Refined physical map of the human PAX2/HOX11/NFKB2 cancer gene region at 10q24 and relocalization of the HPV6AI1 viral integration site to 14q13.3-q21.1

Sheryl M Gough¹ , Margaret McDonald¹ , Xiao-Ning Chen² , Julie R Korenberg² , Antonino Neri³ , Tomas Kahn⁴ , Michael R Eccles⁵ and Christine M Morris¹

¹Cancer Genetics Research Group, Christchurch School of Medicine & Health Sciences, Christchurch, New Zealand

²Departments of Human Genetics and Pediatrics, UCLA and Cedars-Sinai Medical Center, Los Angeles, USA

³Laboratory of Experimental Hematology and Molecular Genetics, Ospedale Policlinico, IRCCS, University of Milan, School of Medicine, Milan, 20122 Italy

⁴Deutsches Bank AG, Expert Team Life Sciences, P7, 10-15, D-68161 Mannheim, Germany

⁵Pathology Department, Dunedin School of Medicine, University of Otago, Dunedin, New Zealand

author email corresponding author email

BMC Genomics 2003, 4:9doi:10.1186/1471-2164-4-9


Published:	3 March 2003

Abstract

Background

Chromosome band 10q24 is a gene-rich domain and host to a number of cancer, developmental, and neurological genes. Recurring translocations, deletions and mutations involving this chromosome band have been observed in different human cancers and other disease conditions, but the precise identification of breakpoint sites, and detailed characterization of the genetic basis and mechanisms which underlie many of these rearrangements has yet to be resolved.
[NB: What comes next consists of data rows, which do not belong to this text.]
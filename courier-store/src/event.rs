//! Append-only message event log.
//!
//! Events are the authoritative record of everything that happened to a
//! message: the dispatcher's terminal outcome and deferrals, plus externally
//! ingested bounce and PEC receipts. Reporting works off this log alone.

use serde::{Deserialize, Serialize};
use sqlx::{Row, sqlite::SqliteRow};

use crate::{
    error::{Result, StoreError},
    store::Store,
};

/// Kind of a message event.
#[derive(Debug, Clone, Copy, PartialEq, Eq, Hash, Serialize, Deserialize)]
#[serde(rename_all = "snake_case")]
pub enum EventType {
    Sent,
    Error,
    Deferred,
    Bounce,
    PecAcceptance,
    PecDelivery,
    PecFailure,
}

impl EventType {
    #[must_use]
    pub const fn as_str(self) -> &'static str {
        match self {
            Self::Sent => "sent",
            Self::Error => "error",
            Self::Deferred => "deferred",
            Self::Bounce => "bounce",
            Self::PecAcceptance => "pec_acceptance",
            Self::PecDelivery => "pec_delivery",
            Self::PecFailure => "pec_failure",
        }
    }

    pub fn parse(value: &str) -> Result<Self> {
        match value {
            "sent" => Ok(Self::Sent),
            "error" => Ok(Self::Error),
            "deferred" => Ok(Self::Deferred),
            "bounce" => Ok(Self::Bounce),
            "pec_acceptance" => Ok(Self::PecAcceptance),
            "pec_delivery" => Ok(Self::PecDelivery),
            "pec_failure" => Ok(Self::PecFailure),
            other => Err(StoreError::NotFound(format!("unknown event type '{other}'"))),
        }
    }
}

/// One row of the event log.
#[derive(Debug, Clone, PartialEq, Eq, Serialize, Deserialize)]
pub struct MessageEvent {
    pub event_id: i64,
    pub message_pk: String,
    pub event_type: EventType,
    pub event_ts: i64,
    pub description: Option<String>,
    pub metadata: Option<serde_json::Value>,
    pub reported_ts: Option<i64>,
}

/// An unreported event joined with routing context for the synchronizer.
#[derive(Debug, Clone, PartialEq, Eq)]
pub struct UnreportedEvent {
    pub event_id: i64,
    pub message_pk: String,
    /// Client-facing message id, the one tenants know.
    pub message_id: String,
    pub tenant_id: String,
    pub account_id: String,
    pub event_type: EventType,
    pub event_ts: i64,
    pub description: Option<String>,
    pub metadata: Option<serde_json::Value>,
}

fn event_from_row(row: &SqliteRow) -> Result<MessageEvent> {
    let event_type: String = row.try_get("event_type")?;
    let metadata: Option<String> = row.try_get("metadata")?;
    Ok(MessageEvent {
        event_id: row.try_get("event_id")?,
        message_pk: row.try_get("message_pk")?,
        event_type: EventType::parse(&event_type)?,
        event_ts: row.try_get("event_ts")?,
        description: row.try_get("description")?,
        metadata: metadata.map(|m| serde_json::from_str(&m)).transpose()?,
        reported_ts: row.try_get("reported_ts")?,
    })
}

impl Store {
    /// Append an event for a message.
    ///
    /// Dispatch types (`sent`/`error`/`deferred`) also apply their message
    /// state side effect in the same transaction; receipt types never touch
    /// message state.
    pub async fn add_event(
        &self,
        pk: &str,
        event_type: EventType,
        ts: i64,
        description: Option<&str>,
        metadata: Option<&serde_json::Value>,
    ) -> Result<i64> {
        let mut tx = self.pool.begin().await?;
        let event_id = self
            .append_event_tx(&mut tx, pk, event_type, ts, description, metadata)
            .await?;
        tx.commit().await?;
        Ok(event_id)
    }

    /// All events of one message, oldest first.
    pub async fn list_events(&self, pk: &str) -> Result<Vec<MessageEvent>> {
        let rows = sqlx::query(
            "SELECT * FROM message_events WHERE message_pk = ?1 ORDER BY event_id",
        )
        .bind(pk)
        .fetch_all(&self.pool)
        .await?;
        rows.iter().map(event_from_row).collect()
    }

    /// Unreported events joined with tenant/account routing context,
    /// oldest first.
    pub async fn fetch_unreported(&self, limit: u32) -> Result<Vec<UnreportedEvent>> {
        let rows = sqlx::query(
            r"
            SELECT
                e.event_id, e.message_pk, e.event_type, e.event_ts,
                e.description, e.metadata,
                m.id AS message_id, m.tenant_id, m.account_id
            FROM message_events e
            JOIN messages m ON m.pk = e.message_pk
            WHERE e.reported_ts IS NULL
            ORDER BY e.event_id
            LIMIT ?1
            ",
        )
        .bind(i64::from(limit))
        .fetch_all(&self.pool)
        .await?;

        rows.iter()
            .map(|row| {
                let event_type: String = row.try_get("event_type")?;
                let metadata: Option<String> = row.try_get("metadata")?;
                Ok(UnreportedEvent {
                    event_id: row.try_get("event_id")?,
                    message_pk: row.try_get("message_pk")?,
                    message_id: row.try_get("message_id")?,
                    tenant_id: row.try_get("tenant_id")?,
                    account_id: row.try_get("account_id")?,
                    event_type: EventType::parse(&event_type)?,
                    event_ts: row.try_get("event_ts")?,
                    description: row.try_get("description")?,
                    metadata: metadata.map(|m| serde_json::from_str(&m)).transpose()?,
                })
            })
            .collect()
    }

    /// Mark events as acknowledged by the tenant.
    pub async fn mark_events_reported(&self, ids: &[i64], ts: i64) -> Result<()> {
        if ids.is_empty() {
            return Ok(());
        }

        let placeholders = (0..ids.len())
            .map(|i| format!("?{}", i + 2))
            .collect::<Vec<_>>()
            .join(", ");
        let sql = format!(
            "UPDATE message_events SET reported_ts = ?1 WHERE event_id IN ({placeholders})"
        );

        let mut query = sqlx::query(&sql).bind(ts);
        for id in ids {
            query = query.bind(id);
        }
        query.execute(&self.pool).await?;
        Ok(())
    }
}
Towards this end it is vital to establish a definitive genetic map of this region, which to date has shown considerable volatility through time in published works of scientific journals, within different builds of the same international genomic database, and across the differently constructed databases.

Results

Using a combination of chromosome and interphase fluorescent in situ hybridization (FISH), BAC end-sequencing and genomic database analysis we present a physical map showing that the order and chromosomal orientation of selected genes within 10q24 is CEN-CYP2C9-PAX2-HOX11-NFKB2-TEL. Our analysis has resolved the orientation of an otherwise dynamically evolving assembly of larger contigs upstream of this region, and in so doing verifies the order and orientation of a further 9 cancer-related genes and GOT1. This study further shows that the previously reported human papillomavirus type 6a DNA integration site HPV6AI1 does not map to 10q24, but that it maps at the interface of chromosome bands 14q13.3-q21.1.

Conclusions

This revised map will allow more precise localization of chromosome rearrangements involving chromosome band 10q24, and will serve as a useful baseline to better understand the molecular aetiology of chromosomal instability in this region. In particular, the relocation of HPV6AI1 is important to report because this HPV6a integration site, originally isolated from a tonsillar carcinoma, was shown to be rearranged in other HPV6a-related malignancies, including 2 of 25 genital condylomas, and 2 of 7 head and neck tumors tested. Our finding shifts the focus of this genomic interest from 10q24 to the chromosome 14 site.